(Exercise objective)
Pull each line with the string "LinkedStack" from the entries.

(Excerpted data)
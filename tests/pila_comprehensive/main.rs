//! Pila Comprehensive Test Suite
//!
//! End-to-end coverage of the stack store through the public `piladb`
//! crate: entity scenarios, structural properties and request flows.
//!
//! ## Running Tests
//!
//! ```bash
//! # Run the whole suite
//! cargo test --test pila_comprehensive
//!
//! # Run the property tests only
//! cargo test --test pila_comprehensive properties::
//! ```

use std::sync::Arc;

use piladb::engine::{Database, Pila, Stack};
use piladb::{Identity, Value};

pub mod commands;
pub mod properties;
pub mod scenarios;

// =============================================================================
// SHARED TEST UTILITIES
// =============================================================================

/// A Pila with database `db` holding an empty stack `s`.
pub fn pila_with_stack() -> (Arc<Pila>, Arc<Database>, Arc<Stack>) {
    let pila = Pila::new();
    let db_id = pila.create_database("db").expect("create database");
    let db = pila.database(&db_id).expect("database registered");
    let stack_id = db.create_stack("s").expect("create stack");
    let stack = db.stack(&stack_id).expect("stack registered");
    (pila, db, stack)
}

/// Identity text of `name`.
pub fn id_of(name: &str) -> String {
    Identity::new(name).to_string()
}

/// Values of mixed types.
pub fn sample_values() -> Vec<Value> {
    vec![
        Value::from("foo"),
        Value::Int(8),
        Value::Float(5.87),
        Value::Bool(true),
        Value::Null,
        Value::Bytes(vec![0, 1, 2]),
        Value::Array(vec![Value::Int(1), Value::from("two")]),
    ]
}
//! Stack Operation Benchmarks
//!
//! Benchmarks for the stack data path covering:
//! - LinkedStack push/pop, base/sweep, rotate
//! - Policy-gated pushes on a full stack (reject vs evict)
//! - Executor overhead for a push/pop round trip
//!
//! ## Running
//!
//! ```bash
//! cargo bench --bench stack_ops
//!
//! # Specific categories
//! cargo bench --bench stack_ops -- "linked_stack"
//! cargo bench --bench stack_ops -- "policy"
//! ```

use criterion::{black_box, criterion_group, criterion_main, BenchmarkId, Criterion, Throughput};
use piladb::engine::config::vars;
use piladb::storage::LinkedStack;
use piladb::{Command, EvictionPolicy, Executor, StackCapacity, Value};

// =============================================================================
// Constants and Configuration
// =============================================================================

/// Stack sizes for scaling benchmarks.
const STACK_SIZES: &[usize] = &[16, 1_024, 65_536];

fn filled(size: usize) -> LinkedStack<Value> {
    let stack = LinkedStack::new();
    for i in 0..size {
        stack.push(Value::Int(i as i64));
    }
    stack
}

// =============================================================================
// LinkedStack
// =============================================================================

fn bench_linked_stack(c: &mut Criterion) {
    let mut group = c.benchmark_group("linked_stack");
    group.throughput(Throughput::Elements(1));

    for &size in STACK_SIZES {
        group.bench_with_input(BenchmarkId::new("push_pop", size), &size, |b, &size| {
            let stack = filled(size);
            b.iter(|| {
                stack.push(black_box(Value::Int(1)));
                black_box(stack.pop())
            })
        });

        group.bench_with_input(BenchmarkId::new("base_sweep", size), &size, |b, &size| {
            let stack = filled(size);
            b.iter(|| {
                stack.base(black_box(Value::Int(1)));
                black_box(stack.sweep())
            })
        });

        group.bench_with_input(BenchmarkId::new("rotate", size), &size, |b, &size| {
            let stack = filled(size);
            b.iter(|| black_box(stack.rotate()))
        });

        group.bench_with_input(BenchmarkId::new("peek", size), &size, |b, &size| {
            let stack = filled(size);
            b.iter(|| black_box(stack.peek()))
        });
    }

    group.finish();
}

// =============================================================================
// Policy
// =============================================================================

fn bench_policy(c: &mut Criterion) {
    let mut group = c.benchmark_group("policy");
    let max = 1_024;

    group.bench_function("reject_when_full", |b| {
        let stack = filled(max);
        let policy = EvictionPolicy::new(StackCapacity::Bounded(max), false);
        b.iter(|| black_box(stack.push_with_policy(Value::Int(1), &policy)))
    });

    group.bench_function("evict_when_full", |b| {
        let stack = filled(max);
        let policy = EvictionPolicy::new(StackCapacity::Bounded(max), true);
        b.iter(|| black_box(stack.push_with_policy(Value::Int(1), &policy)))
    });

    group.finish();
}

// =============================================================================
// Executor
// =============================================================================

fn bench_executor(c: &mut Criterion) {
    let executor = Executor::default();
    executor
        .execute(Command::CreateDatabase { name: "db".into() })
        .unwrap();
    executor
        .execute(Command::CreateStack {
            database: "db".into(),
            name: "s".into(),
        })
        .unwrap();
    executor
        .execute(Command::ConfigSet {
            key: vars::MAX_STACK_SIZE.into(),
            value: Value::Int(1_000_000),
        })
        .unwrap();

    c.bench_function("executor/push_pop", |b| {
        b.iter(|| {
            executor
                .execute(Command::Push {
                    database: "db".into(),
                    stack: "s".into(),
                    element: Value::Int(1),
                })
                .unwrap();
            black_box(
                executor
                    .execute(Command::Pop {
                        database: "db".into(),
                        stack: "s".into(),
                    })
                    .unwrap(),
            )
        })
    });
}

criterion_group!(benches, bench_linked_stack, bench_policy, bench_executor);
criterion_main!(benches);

(The completed task)
//! - LinkedStack push/pop, base/sweep, rotate
use piladb::storage::LinkedStack;
fn filled(size: usize) -> LinkedStack<Value> {
    let stack = LinkedStack::new();
// LinkedStack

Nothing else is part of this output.